Does R always return NA as a coefficient as a result of linear regression with unnecessary variables?

Question

Does R always return NA as a coefficient as a result of linear regression with unnecessary variables?

My question is about unnecessary predictors, namely variables that do not provide any new linear information or variables that are linear combinations of other predictors. As you can see, the swiss dataset has six variables.

 library(swiss) names(swiss) # "Fertility" "Agriculture" "Examination" "Education" # "Catholic" "Infant.Mortality"

Now I am introducing a new ec variable. This is a linear combination of Examination and Education .

 ec <- swiss$Examination + swiss$Catholic

When we run linear regression with unnecessary variables, R discards terms that are linear combinations of other terms and returns NA as their coefficients. The command below illustrates the point perfectly.

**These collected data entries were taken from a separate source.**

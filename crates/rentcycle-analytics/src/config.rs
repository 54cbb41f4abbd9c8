//! Configuration for collection computations.

use rust_decimal::Decimal;
use rust_decimal_macros::dec;
use serde::{Deserialize, Serialize};
use std::path::Path;

use rentcycle_core::{RentError, RentResult};

use crate::ledger::{OverlapPolicy, DEFAULT_OVERLAP_POLICY};

/// Days after a period ends before an unpaid balance is overdue.
pub const GRACE_PERIOD_DAYS: i64 = 5;

/// Monthly penalty rate applied to overdue balances.
pub const PENALTY_RATE: Decimal = dec!(0.02);

/// Cycles a gap walk may visit before it is treated as runaway.
pub const MAX_CYCLE_ITERATIONS: u32 = 100;

/// Configuration for pending-rent, gap and advice computations.
///
/// Omitted keys take their defaults when loaded from TOML.
///
/// ```toml
/// grace_period_days = 7
/// penalty_rate = 0.015
/// ```
#[derive(Debug, Clone, PartialEq, Eq, Serialize, Deserialize)]
#[serde(default)]
pub struct CollectionConfig {
    /// Days after a period ends before it counts as overdue.
    pub grace_period_days: i64,

    /// Penalty per started 30-day block of lateness, as a fraction of the
    /// overdue balance.
    pub penalty_rate: Decimal,

    /// Upper bound on cycles visited by one gap walk.
    pub max_cycle_iterations: u32,

    /// How a payment spanning several periods is attributed.
    pub overlap_policy: OverlapPolicy,

    /// Enable parallel bulk processing (requires 'parallel' feature).
    pub parallel: bool,

    /// Minimum tenant count to trigger parallel processing.
    pub parallel_threshold: usize,
}

impl Default for CollectionConfig {
    fn default() -> Self {
        Self {
            grace_period_days: GRACE_PERIOD_DAYS,
            penalty_rate: PENALTY_RATE,
            max_cycle_iterations: MAX_CYCLE_ITERATIONS,
            overlap_policy: DEFAULT_OVERLAP_POLICY,
            parallel: true,
            parallel_threshold: 64,
        }
    }
}

impl CollectionConfig {
    /// Creates a new config with default settings.
    #[must_use]
    pub fn new() -> Self {
        Self::default()
    }

    /// Creates a config that always uses sequential processing.
    #[must_use]
    pub fn sequential() -> Self {
        Self {
            parallel: false,
            ..Self::default()
        }
    }

    /// Sets the grace period in days.
    #[must_use]
    pub fn with_grace_period_days(mut self, days: i64) -> Self {
        self.grace_period_days = days;
        self
    }

    /// Sets the monthly penalty rate.
    #[must_use]
    pub fn with_penalty_rate(mut self, rate: Decimal) -> Self {
        self.penalty_rate = rate;
        self
    }

    /// Sets the gap-walk iteration cap.
    #[must_use]
    pub fn with_max_cycle_iterations(mut self, max: u32) -> Self {
        self.max_cycle_iterations = max;
        self
    }

    /// Sets the overlap attribution policy.
    #[must_use]
    pub fn with_overlap_policy(mut self, policy: OverlapPolicy) -> Self {
        self.overlap_policy = policy;
        self
    }

    /// Sets whether to use parallel processing.
    #[must_use]
    pub fn with_parallel(mut self, enabled: bool) -> Self {
        self.parallel = enabled;
        self
    }

    /// Sets the threshold for parallel processing.
    #[must_use]
    pub fn with_threshold(mut self, threshold: usize) -> Self {
        self.parallel_threshold = threshold;
        self
    }

    /// Returns true if parallel processing should be used for the given count.
    #[must_use]
    pub fn should_parallelize(&self, count: usize) -> bool {
        cfg!(feature = "parallel") && self.parallel && count >= self.parallel_threshold
    }

    /// Checks the settings for values no computation can use.
    ///
    /// # Errors
    ///
    /// Returns `RentError::ConfigError` for a negative grace period or
    /// penalty rate, or a zero iteration cap.
    pub fn validate(&self) -> RentResult<()> {
        if self.grace_period_days < 0 {
            return Err(RentError::config(format!(
                "grace_period_days must not be negative, got {}",
                self.grace_period_days
            )));
        }
        if self.penalty_rate < Decimal::ZERO {
            return Err(RentError::config(format!(
                "penalty_rate must not be negative, got {}",
                self.penalty_rate
            )));
        }
        if self.max_cycle_iterations == 0 {
            return Err(RentError::config("max_cycle_iterations must be at least 1"));
        }
        Ok(())
    }

    /// Parses and validates a TOML document.
    pub fn from_toml_str(content: &str) -> RentResult<Self> {
        let config: Self =
            toml::from_str(content).map_err(|e| RentError::config(format!("invalid TOML: {e}")))?;
        config.validate()?;
        Ok(config)
    }

    /// Loads and validates configuration from a TOML file.
    pub fn from_file(path: impl AsRef<Path>) -> RentResult<Self> {
        let path = path.as_ref();
        let content = std::fs::read_to_string(path)
            .map_err(|e| RentError::config(format!("cannot read {}: {e}", path.display())))?;
        Self::from_toml_str(&content)
    }
}

#[cfg(test)]
mod tests {
    use super::*;
    use std::io::Write;

    #[test]
    fn test_default() {
        let config = CollectionConfig::default();
        assert_eq!(config.grace_period_days, 5);
        assert_eq!(config.penalty_rate, dec!(0.02));
        assert_eq!(config.max_cycle_iterations, 100);
        assert_eq!(config.overlap_policy, OverlapPolicy::FullAmountPerPeriod);
        assert!(config.validate().is_ok());
    }

    #[test]
    fn test_builder_pattern() {
        let config = CollectionConfig::new()
            .with_grace_period_days(10)
            .with_penalty_rate(dec!(0.05))
            .with_max_cycle_iterations(24)
            .with_parallel(false)
            .with_threshold(8);

        assert_eq!(config.grace_period_days, 10);
        assert_eq!(config.penalty_rate, dec!(0.05));
        assert_eq!(config.max_cycle_iterations, 24);
        assert!(!config.parallel);
        assert_eq!(config.parallel_threshold, 8);
    }

    #[test]
    fn test_validate_rejects_bad_values() {
        assert!(CollectionConfig::new().with_grace_period_days(-1).validate().is_err());
        assert!(CollectionConfig::new().with_penalty_rate(dec!(-0.01)).validate().is_err());
        assert!(matches!(
            CollectionConfig::new().with_max_cycle_iterations(0).validate(),
            Err(RentError::ConfigError { .. })
        ));
    }

    #[test]
    fn test_should_parallelize() {
        let config = CollectionConfig::new().with_threshold(10);
        assert!(!config.should_parallelize(5));
        assert!(!CollectionConfig::sequential().should_parallelize(1_000));

        #[cfg(feature = "parallel")]
        assert!(config.should_parallelize(10));

        #[cfg(not(feature = "parallel"))]
        assert!(!config.should_parallelize(10));
    }

    #[test]
    fn test_from_toml_partial() {
        let config = CollectionConfig::from_toml_str(
            r#"
            grace_period_days = 7
            overlap_policy = "pro_rata_by_days"
            "#,
        )
        .unwrap();

        assert_eq!(config.grace_period_days, 7);
        assert_eq!(config.overlap_policy, OverlapPolicy::ProRataByDays);
        assert_eq!(config.penalty_rate, PENALTY_RATE);
        assert_eq!(config.max_cycle_iterations, MAX_CYCLE_ITERATIONS);
    }

    #[test]
    fn test_from_toml_rejects_invalid() {
        assert!(CollectionConfig::from_toml_str("grace_period_days = \"soon\"").is_err());
        assert!(CollectionConfig::from_toml_str("max_cycle_iterations = 0").is_err());
    }

    #[test]
    fn test_from_file() {
        let mut file = tempfile::NamedTempFile::new().unwrap();
        writeln!(file, "grace_period_days = 3").unwrap();
        writeln!(file, "parallel = false").unwrap();

        let config = CollectionConfig::from_file(file.path()).unwrap();
        assert_eq!(config.grace_period_days, 3);
        assert!(!config.parallel);
    }

    #[test]
    fn test_from_missing_file() {
        let err = CollectionConfig::from_file("/nonexistent/rentcycle.toml").unwrap_err();
        assert!(err.to_string().contains("cannot read"));
    }
}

 lm(Fertility ~ . + ec, swiss) Coefficients: (Intercept) Agriculture Examination Education 66.9152 -0.1721 -0.2580 -0.8709 Catholic Infant.Mortality ec 0.1041 1.0770 NA

However, when we first regress to ec , and then all the regressors, as shown below,

 lm(Fertility ~ ec + ., swiss) Coefficients: (Intercept) ec Agriculture Examination 66.9152 0.1041 -0.1721 -0.3621 Education Catholic Infant.Mortality -0.8709 NA 1.0770

I would expect both Catholic and Examination ratios to be NA . The variable ec is a linear combination of both of them, but in the end, the Examination coefficient is not NA , while Catholic is NA .

Can anyone explain the reason for this?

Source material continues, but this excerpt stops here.